- Supreme Court of Canada

Hearing: 10 February 2004 Judgment: 18 May 2004
- Full case name: Attorney General of Canada v Stephen Joseph Harper
- Citations: [2004] 1 S.C.R. 827; 2004 SCC 33 (CanLII); (2004), 239 D.L.R. (4th) 193; [2004] 8 W.W.R. 1; (2004), 119 C.R.R. (2d) 84; (2004), 27 Alta. L.R. (4th) 1
- Docket No.: 29618
- Prior history: Judgment for the respondent in the Court of Appeal for Alberta.
- Ruling: Spending limits in the Canada Elections Act are constitutional.

Court membership
- Chief Justice: Beverley McLachlin Puisne Justices: Frank Iacobucci, John C. Major, Michel Bastarache, Ian Binnie, Louise Arbour, Louis LeBel, Marie Deschamps, Morris Fish

Reasons given
- Majority: Bastarache J., joined by Iacobucci, Arbour, LeBel, Deschamps, and Fish JJ.
- Concur/dissent: McLachlin C.J. and Major J., joined by Binnie J. (in parts)

= Harper v Canada (AG) =

Harper v Canada (AG), [2004] 1 S.C.R. 827, 2004 SCC 33, is a leading decision of the Supreme Court of Canada wherein the Court ruled that Canada Elections Act's spending limits on third party election advertising did violate section 2(b) of the Canadian Charter of Rights and Freedoms but was justified under Section One of the Canadian Charter of Rights and Freedoms.

==Background==
The 1974 Election Expenses Act prohibited third party interest groups, defined as any individual or group other than a candidate or a registered political party, from spending money in promoting or opposing candidates and parties. In 1997, the Supreme Court ruled in Libman v. Attorney General of Quebec that restricting third party spending has a valid object "to permit an informed choice to be made by ensuring that some positions are not buried by others."

The Liberal Party of Canada's government introduced Bill C-2 which became the new Canada Elections Act in 2002. Bill C-2 limited third party election advertising maximum spending to $150,000 nationwide, of which a maximum of $3,000 can be spent on a given electoral district.

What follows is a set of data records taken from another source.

//! Image assets
//!
//! The sprite and background are loaded once before the frame loop starts.
//! A missing image is logged and skipped at draw time; the game still runs.

use macroquad::prelude::{load_texture, FilterMode, Texture2D};
use crate::config::AssetConfig;

pub struct Assets {
    pub sprite: Option<Texture2D>,
    pub background: Option<Texture2D>,
}

impl Assets {
    pub async fn load(config: &AssetConfig) -> Self {
        Self {
            sprite: load_image(&config.sprite, FilterMode::Nearest).await,
            background: load_image(&config.background, FilterMode::Linear).await,
        }
    }
}

async fn load_image(path: &str, filter: FilterMode) -> Option<Texture2D> {
    match load_texture(path).await {
        Ok(tex) => {
            tex.set_filter(filter);
            log::info!("Loaded image {}", path);
            Some(tex)
        }
        Err(e) => {
            log::warn!("Failed to load image {}: {}", path, e);
            None
        }
    }
}
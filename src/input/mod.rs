//! Keyboard input
//!
//! Raw key edges are mapped to four logical actions and folded into a set of
//! held flags. The simulation samples the flags each frame; it never clears them.

mod actions;
mod state;

pub use actions::*;
pub use state::*;
//! Sound effects
//!
//! Plays the coin and gun sounds in response to the events a simulation step
//! produced. Sounds fire and forget; a sound that failed to load is silent.

use macroquad::audio::{load_sound, play_sound_once, Sound};
use crate::config::AssetConfig;
use crate::game::GameEvent;

/// Sound effect for an event
#[derive(Debug, Clone, Copy, PartialEq, Eq)]
pub enum Cue {
    Coin,
    Gun,
}

impl Cue {
    pub fn for_event(event: &GameEvent) -> Self {
        match event {
            GameEvent::ShotFired => Cue::Gun,
            GameEvent::CoinCollected { .. } => Cue::Coin,
        }
    }
}

pub struct SoundBank {
    coin: Option<Sound>,
    gun: Option<Sound>,
}

impl SoundBank {
    pub async fn load(config: &AssetConfig) -> Self {
        Self {
            coin: load_effect(&config.coin_sound).await,
            gun: load_effect(&config.gun_sound).await,
        }
    }

    pub fn play(&self, event: &GameEvent) {
        let sound = match Cue::for_event(event) {
            Cue::Coin => self.coin.as_ref(),
            Cue::Gun => self.gun.as_ref(),
        };
        if let Some(sound) = sound {
            play_sound_once(sound);
        }
    }
}

async fn load_effect(path: &str) -> Option<Sound> {
    match load_sound(path).await {
        Ok(sound) => {
            log::info!("Loaded sound {}", path);
            Some(sound)
        }
        Err(e) => {
            log::warn!("Failed to load sound {}: {}", path, e);
            None
        }
    }
}

#[cfg(test)]
mod tests {
    use super::*;

    #[test]
    fn test_cues() {
        assert_eq!(Cue::for_event(&GameEvent::ShotFired), Cue::Gun);
        assert_eq!(Cue::for_event(&GameEvent::CoinCollected { score: 10 }), Cue::Coin);
    }
}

Stephen Harper, then president of the National Citizens Coalition (he became Prime Minister in 2006), launched a constitutional challenge in June 2000 to Court of Queen's Bench of Alberta in Edmonton. The court held that sections 350 and 351 of the Canada Elections Act were unconstitutional. The Alberta Court of Appeal, in a 2-1 decision, ruled on December 16, 2002, that all provisions on third party activities, except for section 358, violate the Charter of Rights and Freedoms.

==Ruling==
The majority was written by Justice Bastarache with Justices Iacobucci, Arbour, LeBel, Deschamps and Fish concurring.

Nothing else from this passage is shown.